Título: FÓRUM SOCIAL TERÁ EDIÇÃO EXTRA PARA ANALISAR GOVERNO LULA
Autor: Soraya Aggege
Fonte: O Globo, 12/01/2006, O País, p. 4

SÃO PAULO. O Fórum Social Mundial decidiu organizar uma versão brasileira do evento em abril, em Recife, dedicada exclusivamente ao processo político nacional dos últimos três anos, ou seja, ao desempenho do presidente Luiz Inácio Lula da Silva e do PT. Um dos fundadores e membro do Comitê de Organização do FSM, Francisco Whitaker, que se desfiliou do PT no último dia 1º e é coordenador da Comissão Justiça e Paz, afirmou que, além de atrair os movimentos sociais brasileiros, o evento terá ampla participação internacional, pois muitos intelectuais e ativistas estrangeiros querem entender o que aconteceu com o governo que prometeu ao mundo acabar com a desigualdade social.

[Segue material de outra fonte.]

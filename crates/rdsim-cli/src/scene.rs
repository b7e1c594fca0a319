//! The demo scene: a snake lying on a floor slab.

use std::sync::Arc;

use anyhow::Result;
use nalgebra::{UnitQuaternion, Vector3};
use rdsim_model::{Link, Prop, Robot};
use rdsim_physics::{PropIndex, RobotIndex, SimulationEngine};

const SNAKE_LINKS: usize = 5;
const SNAKE_LINK_LENGTH: f32 = 0.5;
const SNAKE_LINK_RADIUS: f32 = 0.05;
const SNAKE_DENSITY: f32 = 10.0;
const FRICTION: f32 = 0.9;
const ROOT_HEIGHT: f32 = 1.0;

/// Shared models for the demo scene.
pub struct DemoScene {
    pub robot: Arc<Robot>,
    pub floor: Arc<Prop>,
}

/// Live handles returned by [`DemoScene::populate`].
#[derive(Debug, Clone, Copy)]
pub struct DemoHandles {
    pub robot: RobotIndex,
    pub floor: PropIndex,
}

impl DemoScene {
    /// Build the snake and floor models.
    pub fn new() -> Result<Self> {
        let mut links = vec![Link::root(SNAKE_LINK_LENGTH)];
        for parent in 0..SNAKE_LINKS - 1 {
            links.push(Link::hinge(parent, Vector3::z(), SNAKE_LINK_LENGTH));
        }
        let robot = Robot::new(SNAKE_DENSITY, SNAKE_LINK_RADIUS, FRICTION, links)?;
        // Static slab whose top face is the plane y = 0.
        let floor = Prop::new(0.0, FRICTION, Vector3::new(10.0, 1.0, 10.0))?;
        Ok(Self {
            robot: Arc::new(robot),
            floor: Arc::new(floor),
        })
    }

    /// Add the floor and then the snake to `engine`.
    pub fn populate(&self, engine: &mut SimulationEngine) -> Result<DemoHandles> {
        let floor = engine.add_prop(
            &self.floor,
            Vector3::new(0.0, -1.0, 0.0),
            UnitQuaternion::identity(),
        )?;
        let robot = engine.add_robot(
            &self.robot,
            Vector3::new(0.0, ROOT_HEIGHT, 0.0),
            UnitQuaternion::identity(),
        )?;
        Ok(DemoHandles { robot, floor })
    }
}
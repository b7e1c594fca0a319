//! Sandbox configuration file.

use std::fs;
use std::path::Path;

use anyhow::{Context, Result};
use rdsim_physics::EngineConfig;
use rdsim_render::LoopConfig;
use serde::{Deserialize, Serialize};

/// Contents of a `--config` TOML file.
///
/// ```toml
/// [engine]
/// time_step = 0.004166667
/// gravity = [0.0, -9.81, 0.0]
///
/// [render]
/// max_catch_up_steps = 8
/// ```
#[derive(Debug, Clone, Default, PartialEq, Serialize, Deserialize)]
#[serde(default)]
pub struct SandboxConfig {
    /// Physics engine settings.
    pub engine: EngineConfig,
    /// Real-time loop settings.
    pub render: LoopConfig,
}

impl SandboxConfig {
    /// Parse a TOML document. Missing tables and keys keep their defaults.
    pub fn from_toml(text: &str) -> Result<Self> {
        let config: Self = toml::from_str(text).context("malformed sandbox config")?;
        config.engine.validate()?;
        config.render.validate()?;
        Ok(config)
    }

    /// Read and parse a config file.
    pub fn load(path: &Path) -> Result<Self> {
        let text = fs::read_to_string(path)
            .with_context(|| format!("failed to read config {}", path.display()))?;
        Self::from_toml(&text).with_context(|| format!("invalid config {}", path.display()))
    }
}

#[cfg(test)]
mod tests {
    use super::*;

    #[test]
    fn test_empty_config_is_default() {
        assert_eq!(SandboxConfig::from_toml("").unwrap(), SandboxConfig::default());
    }

    #[test]
    fn test_partial_tables() {
        let config = SandboxConfig::from_toml(
            r#"
            [engine]
            gravity = [0.0, -1.62, 0.0]

            [render]
            max_catch_up_steps = 8
            "#,
        )
        .unwrap();
        assert_eq!(config.engine.gravity, [0.0, -1.62, 0.0]);
        assert_eq!(config.engine.time_step, EngineConfig::default().time_step);
        assert_eq!(config.render.max_catch_up_steps, 8);
        assert_eq!(config.render.fixed_dt, LoopConfig::default().fixed_dt);
    }

    #[test]
    fn test_invalid_values_rejected() {
        assert!(SandboxConfig::from_toml("[engine]\ntime_step = 0.0").is_err());
        assert!(SandboxConfig::from_toml("[render]\nfixed_dt = -1.0").is_err());
        assert!(SandboxConfig::from_toml("[render]\nfixed_dt = 0.5").is_err());
        assert!(SandboxConfig::from_toml("[render]\nmax_catch_up_steps = \"five\"").is_err());
    }

    #[test]
    fn test_missing_file() {
        let err = SandboxConfig::load(Path::new("/nonexistent/rdsim.toml")).unwrap_err();
        assert!(err.to_string().contains("failed to read config"));
    }
}
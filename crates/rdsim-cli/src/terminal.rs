//! Terminal renderer: a side view of the X/Y plane drawn with braille.

use std::io::{self, Stdout};
use std::time::Duration;

use crossterm::event::{self, Event, KeyCode, KeyEvent, KeyEventKind, KeyModifiers};
use crossterm::execute;
use crossterm::terminal::{
    disable_raw_mode, enable_raw_mode, EnterAlternateScreen, LeaveAlternateScreen,
};
use nalgebra::{Isometry3, Point3};
use ratatui::backend::CrosstermBackend;
use ratatui::style::Color;
use ratatui::symbols::Marker;
use ratatui::widgets::canvas::{Canvas, Line, Rectangle};
use ratatui::widgets::{Block, Borders};
use ratatui::Terminal;
use rdsim_model::Shape;
use rdsim_render::{RenderError, Renderer};

/// Longest wait for input in one poll; also paces the frame rate.
const FRAME_WAIT: Duration = Duration::from_millis(16);

const X_BOUNDS: [f64; 2] = [-1.5, 3.5];
const Y_BOUNDS: [f64; 2] = [-0.5, 2.0];

/// A shape flattened onto the X/Y plane.
#[derive(Debug, Clone, PartialEq)]
enum Primitive {
    Segment { x1: f64, y1: f64, x2: f64, y2: f64 },
    Rect { x: f64, y: f64, width: f64, height: f64 },
}

fn project(shape: &Shape, transform: &Isometry3<f32>) -> Primitive {
    match *shape {
        Shape::Capsule { length, .. } => {
            let start = transform * Point3::origin();
            let end = transform * Point3::new(length, 0.0, 0.0);
            Primitive::Segment {
                x1: f64::from(start.x),
                y1: f64::from(start.y),
                x2: f64::from(end.x),
                y2: f64::from(end.y),
            }
        }
        Shape::Cuboid { half_extents } => {
            let (mut lo, mut hi) = ([f32::INFINITY; 2], [f32::NEG_INFINITY; 2]);
            for corner in 0..8 {
                let sign = |bit: usize| if corner & bit == 0 { -1.0 } else { 1.0 };
                let local = Point3::new(
                    sign(1) * half_extents.x,
                    sign(2) * half_extents.y,
                    sign(4) * half_extents.z,
                );
                let p = transform * local;
                lo = [lo[0].min(p.x), lo[1].min(p.y)];
                hi = [hi[0].max(p.x), hi[1].max(p.y)];
            }
            Primitive::Rect {
                x: f64::from(lo[0]),
                y: f64::from(lo[1]),
                width: f64::from(hi[0] - lo[0]),
                height: f64::from(hi[1] - lo[1]),
            }
        }
    }
}

fn is_close_key(key: &KeyEvent) -> bool {
    if key.kind != KeyEventKind::Press {
        return false;
    }
    match key.code {
        KeyCode::Char('q') | KeyCode::Esc => true,
        KeyCode::Char('c') => key.modifiers.contains(KeyModifiers::CONTROL),
        _ => false,
    }
}

fn backend_error(e: io::Error) -> RenderError {
    RenderError::Backend(e.to_string())
}

/// Full-screen terminal renderer.
///
/// Takes over the terminal (raw mode, alternate screen) on creation and
/// gives it back on drop.
pub struct TerminalRenderer {
    terminal: Terminal<CrosstermBackend<Stdout>>,
    pending: Vec<Primitive>,
    frames: u64,
    close_requested: bool,
}

impl TerminalRenderer {
    /// Enter the alternate screen.
    pub fn new() -> io::Result<Self> {
        enable_raw_mode()?;
        let mut stdout = io::stdout();
        if let Err(e) = execute!(stdout, EnterAlternateScreen) {
            let _ = disable_raw_mode();
            return Err(e);
        }
        let mut terminal = Terminal::new(CrosstermBackend::new(stdout))?;
        terminal.hide_cursor()?;
        terminal.clear()?;
        Ok(Self {
            terminal,
            pending: Vec::new(),
            frames: 0,
            close_requested: false,
        })
    }
}

impl Drop for TerminalRenderer {
    fn drop(&mut self) {
        let _ = disable_raw_mode();
        let _ = execute!(self.terminal.backend_mut(), LeaveAlternateScreen);
        let _ = self.terminal.show_cursor();
    }
}

impl Renderer for TerminalRenderer {
    fn poll_events(&mut self) -> rdsim_render::Result<()> {
        let mut wait = FRAME_WAIT;
        while event::poll(wait).map_err(backend_error)? {
            if let Event::Key(key) = event::read().map_err(backend_error)? {
                if is_close_key(&key) {
                    self.close_requested = true;
                }
            }
            wait = Duration::ZERO;
        }
        Ok(())
    }

    fn should_close(&self) -> bool {
        self.close_requested
    }

    fn draw_instance(
        &mut self,
        shape: &Shape,
        transform: &Isometry3<f32>,
    ) -> rdsim_render::Result<()> {
        self.pending.push(project(shape, transform));
        Ok(())
    }

    fn swap_buffers(&mut self) -> rdsim_render::Result<()> {
        let primitives = std::mem::take(&mut self.pending);
        self.frames += 1;
        let title = format!(" rdsim | frame {} | q to quit ", self.frames);
        self.terminal
            .draw(|frame| {
                let canvas = Canvas::default()
                    .block(Block::default().borders(Borders::ALL).title(title))
                    .marker(Marker::Braille)
                    .x_bounds(X_BOUNDS)
                    .y_bounds(Y_BOUNDS)
                    .paint(|ctx| {
                        for primitive in &primitives {
                            match *primitive {
                                Primitive::Segment { x1, y1, x2, y2 } => {
                                    ctx.draw(&Line::new(x1, y1, x2, y2, Color::Yellow));
                                }
                                Primitive::Rect {
                                    x,
                                    y,
                                    width,
                                    height,
                                } => ctx.draw(&Rectangle {
                                    x,
                                    y,
                                    width,
                                    height,
                                    color: Color::Gray,
                                }),
                            }
                        }
                    });
                frame.render_widget(canvas, frame.area());
            })
            .map_err(backend_error)?;
        Ok(())
    }
}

- O processo brasileiro deixou muita gente perplexa, decepcionada. E há a idéia de alguns de que houve uma armação da direita contra o PT. O FSM é o espaço ideal para essa discussão - disse Whitaker.

Os participantes poderão convidar o PT e até o presidente para o debate:

- Sem alianças não é possível vencer eleições? Para vencer é preciso mesmo arrecadar muito dinheiro? Para mudar, é melhor conquistar o Legislativo ou o Executivo? É possível um país da periferia do capitalismo enfrentar o neoliberalismo? O que, afinal, faremos para ter justiça social? - pergunta Whitaker.

No último FSM, realizado em Porto Alegre há um ano, tanto o governo quanto o PT foram incluídos em uma série de atividades e fizeram uma ampla exibição do governo.

- Iremos aos pontos que geraram a perplexidade mundial. Será uma oportunidade histórica de a sociedade avaliar essa experiência. Há também um interesse internacional grande, principalmente dos europeus, que querem saber como foi que as batatas se queimaram.

Fórum lançará campanha igual à de zapatistas

Idéia é ter apenas um plano de governo, sem partido ou candidato

SÃO PAULO. Além de debater o processo petista, o Fórum Social Brasileiro que será realizado em Recife também servirá como base para lançar uma campanha eleitoral inédita no Brasil: sem candidatos nem partidos, apenas com plano de governo, segundo Maria Luísa Mendonça, outra fundadora e integrante do Conselho Hemisférico do Fórum Social Mundial.

A campanha eleitoral é semelhante à que o Exército Zapatista de Libertação Nacional (EZLN) acaba de lançar no México. Na versão mexicana, o Delegado Zero (na verdade o subcomandante insurgente Marcos) percorre seu país em uma moto, nos moldes de "Diários de motocicleta", filme que conta a saga motorizada de Che Guevara. Na versão brasileira, os apelos populares ainda serão discutidos.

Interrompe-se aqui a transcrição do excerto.